Looking for a place to get away from the crowds for a hike or mountain bike ride?
I have seen more people on area trails this spring hiking, mountain biking and running than at any point in the last 40 years, which is how long I’ve lived up here. So last weekend I headed up to mountain bike the 10-mile Shingle Mill Pathway, located east of Vanderbilt in the 106,000-acre Pigeon River Country State Forest. It’s one of the great wilderness tracts in the Lower Peninsula. It’s home to the largest elk herd east of the Mississippi River. There are deer, black bear, bobcat and reports of an occasional wolf having been spotted in the area in the last few years.
There are a couple of drive-in campgrounds along the pathway. Neither is open right now.
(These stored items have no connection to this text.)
//! Tiered cache coordination
//!
//! [`CacheBackend`] presents one key/value API over the in-process layer (L1)
//! and the LMDB layer (L2):
//!
//! - reads probe L1, then L2, and promote L2 hits into L1
//! - writes go through to both layers; one layer failing does not stop the other
//! - bulk invalidation by tag, glob pattern or age sweeps both layers
//!
//! No operation here returns an error. Failures are logged, counted in the
//! failing layer's `errors` and surface as `None`, `false` or `0`.

use crate::cache::config::CacheConfig;
use crate::cache::entry::{CacheEntry, Lookup};
use crate::cache::invalidation::{GlobPattern, InvalidationReason};
use crate::cache::key;
use crate::cache::memory::MemoryLayer;
use crate::cache::persistent::{LmdbStore, PersistentLayer};
use crate::cache::types::{CacheKey, CacheLayer, CacheStats, CacheValue, Category, LayerStats, StorageUsage};
use crate::error::{CacheError, Result};
use crate::health::StatsSource;
use crate::metrics::{CacheMetrics, Layer, MetricEvent};
use chrono::Utc;
use serde::de::DeserializeOwned;
use serde::{Deserialize, Serialize};
use serde_json::{Map, Value};
use std::collections::{BTreeSet, HashSet};
use std::fmt;
use std::sync::RwLock;
use std::time::{Duration, Instant};
use tracing::{debug, info, warn};

/// Hit rate under which `get_health` warns, once there is traffic
const HEALTH_MIN_HIT_RATE: f64 = 0.5;
const HEALTH_MAX_ERROR_RATE: f64 = 0.05;
const HEALTH_MAX_UTILIZATION: f64 = 0.9;

/// Options for a single write
#[derive(Debug, Clone, Default, PartialEq)]
pub struct SetOptions {
    /// Explicit TTL; overrides the category and default TTLs
    pub ttl: Option<Duration>,
    /// Grouping label for [`CacheBackend::evict`]
    pub tag: Option<String>,
    /// Data category used to pick a TTL
    pub category: Option<Category>,
    pub layer: CacheLayer,
}

impl SetOptions {
    pub fn new() -> Self {
        Self::default()
    }

    pub fn for_category(category: Category) -> Self {
        Self {
            category: Some(category),
            ..Default::default()
        }
    }

    pub fn ttl(mut self, ttl: Duration) -> Self {
        self.ttl = Some(ttl);
        self
    }

    pub fn tag(mut self, tag: impl Into<String>) -> Self {
        self.tag = Some(tag.into());
        self
    }

    pub fn category(mut self, category: Category) -> Self {
        self.category = Some(category);
        self
    }

    pub fn layer(mut self, layer: CacheLayer) -> Self {
        self.layer = layer;
        self
    }
}

/// Result of the backend's own lightweight health check
#[derive(Debug, Clone, Copy, PartialEq, Eq, Serialize, Deserialize)]
#[serde(rename_all = "lowercase")]
pub enum BackendStatus {
    Healthy,
    Degraded,
    Disabled,
    Error,
}

impl fmt::Display for BackendStatus {
    fn fmt(&self, f: &mut fmt::Formatter<'_>) -> fmt::Result {
        match self {
            BackendStatus::Healthy => write!(f, "healthy"),
            BackendStatus::Degraded => write!(f, "degraded"),
            BackendStatus::Disabled => write!(f, "disabled"),
            BackendStatus::Error => write!(f, "error"),
        }
    }
}

#[derive(Debug, Clone, PartialEq, Serialize, Deserialize)]
pub struct BackendHealth {
    pub status: BackendStatus,
    pub hit_rate: f64,
    /// Highest utilization across the available layers
    pub size_utilization: f64,
    pub error_rate: f64,
    pub warnings: Vec<String>,
}

/// Two-layer cache with write-through and L2 → L1 promotion
pub struct CacheBackend {
    config: CacheConfig,
    l1: MemoryLayer,
    l2: RwLock<PersistentLayer>,
    metrics: CacheMetrics,
}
I figured that would keep running into other people along the trail to a minimum, and I was right. Over the 10-mile loop ride I came across eight people hiking; not together, easy distancing.
The trail is also part of the High Country Pathway, a 77-mile loop passing through four counties in the heart of the northern Lower Peninsula that offers unique opportunities for backpackers. It passes through several bogs and swamps on the north end that don’t allow for mountain biking.
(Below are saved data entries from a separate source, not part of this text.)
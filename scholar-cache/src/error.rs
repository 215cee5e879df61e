//! Error types for cache and artifact operations
//!
//! Most cache operations never surface these to callers: the backend turns
//! them into misses and skipped writes and counts them in the layer metrics.
//! Configuration errors and artifact writes are the exceptions.

use thiserror::Error;

/// Main error type for the cache subsystem
#[derive(Error, Debug)]
pub enum CacheError {
    /// Invalid configuration, rejected at construction
    #[error("Configuration error: {0}")]
    Config(String),

    /// The persistent layer could not be opened or has been closed
    #[error("Persistent layer unavailable: {0}")]
    Unavailable(String),

    /// Storage engine failure (LMDB)
    #[error("Storage error: {0}")]
    Storage(#[from] heed::Error),

    /// Filesystem failure
    #[error("I/O error: {0}")]
    Io(#[from] std::io::Error),

    /// Serialization/Deserialization error
    #[error("Serialization error: {0}")]
    Serialization(#[from] serde_json::Error),

    /// Index entry points at content that is not on disk
    #[error("Integrity error for artifact {artifact_id}: blob {hash} is missing")]
    Integrity { artifact_id: String, hash: String },

    /// A single value does not fit in the layer's size budget
    #[error("Entry of {size} bytes exceeds the layer limit of {limit} bytes")]
    EntryTooLarge { size: u64, limit: u64 },

    /// Metrics could not be read
    #[error("Metrics unavailable: {0}")]
    MetricsUnavailable(String),

    /// A shared lock was poisoned by a panicking thread
    #[error("Lock poisoned: {0}")]
    LockPoisoned(&'static str),
}

/// Result type alias for cache operations
pub type Result<T> = std::result::Result<T, CacheError>;

impl CacheError {
    /// Whether the error is a configuration problem (the only kind that is
    /// meant to stop the caller)
    pub fn is_config(&self) -> bool {
        matches!(self, CacheError::Config(_))
    }
}

#[cfg(test)]
mod tests {
    use super::*;

    #[test]
    fn test_error_display() {
        let error = CacheError::Config("namespace_version must be >= 1".to_string());
        assert_eq!(
            error.to_string(),
            "Configuration error: namespace_version must be >= 1"
        );

        let integrity = CacheError::Integrity {
            artifact_id: "pmc:PMC1:pdf".to_string(),
            hash: "ab".repeat(32),
        };
        assert!(integrity.to_string().contains("pmc:PMC1:pdf"));

        let too_large = CacheError::EntryTooLarge { size: 10, limit: 5 };
        assert!(too_large.to_string().contains("10 bytes"));
    }

    #[test]
    fn test_error_conversion() {
        let io = std::io::Error::new(std::io::ErrorKind::NotFound, "gone");
        let error: CacheError = io.into();
        assert!(matches!(error, CacheError::Io(_)));
        assert!(!error.is_config());

        let json_err = serde_json::from_str::<serde_json::Value>("{").unwrap_err();
        let error: CacheError = json_err.into();
        assert!(matches!(error, CacheError::Serialization(_)));
    }
}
The scenic, wild rushing Pigeon River is central to much of the trail. You are along side it throughout much of the first three miles and again during the last mile.
Along the way you cross the river twice, cruise by a couple of scenic blue sinkhole lakes, past small lakes and lily ponds and climb to a panoramic overlook of Grass Lake and views of distant hills.
Shingle Mill offers several loops and most offer views of the wild, rushing Pigeon River, which is one of the few rivers in the state to flow north. You can tailor your excursion to less than a mile, but most want a little longer exposure to this haven of peace and wilderness.
It’s one of the truly great mountain bike rides in the Lower Peninsula. An “old school” DNR track that zigs and zags through the forest, and it has an abundance of roots to dodge and bounce over. You do get plenty of fairly smooth hard pack trail to also enjoy during the 10-mile ride. It also makes a nice hiking trail. A couple of times, once cross country skiing and the other mountain biking, I have been fortunate enough to come across elk near the trail.
What a thrill.
Editor's note: This article was updated 5/29/20 to correct the species of wildlife seen on the trail.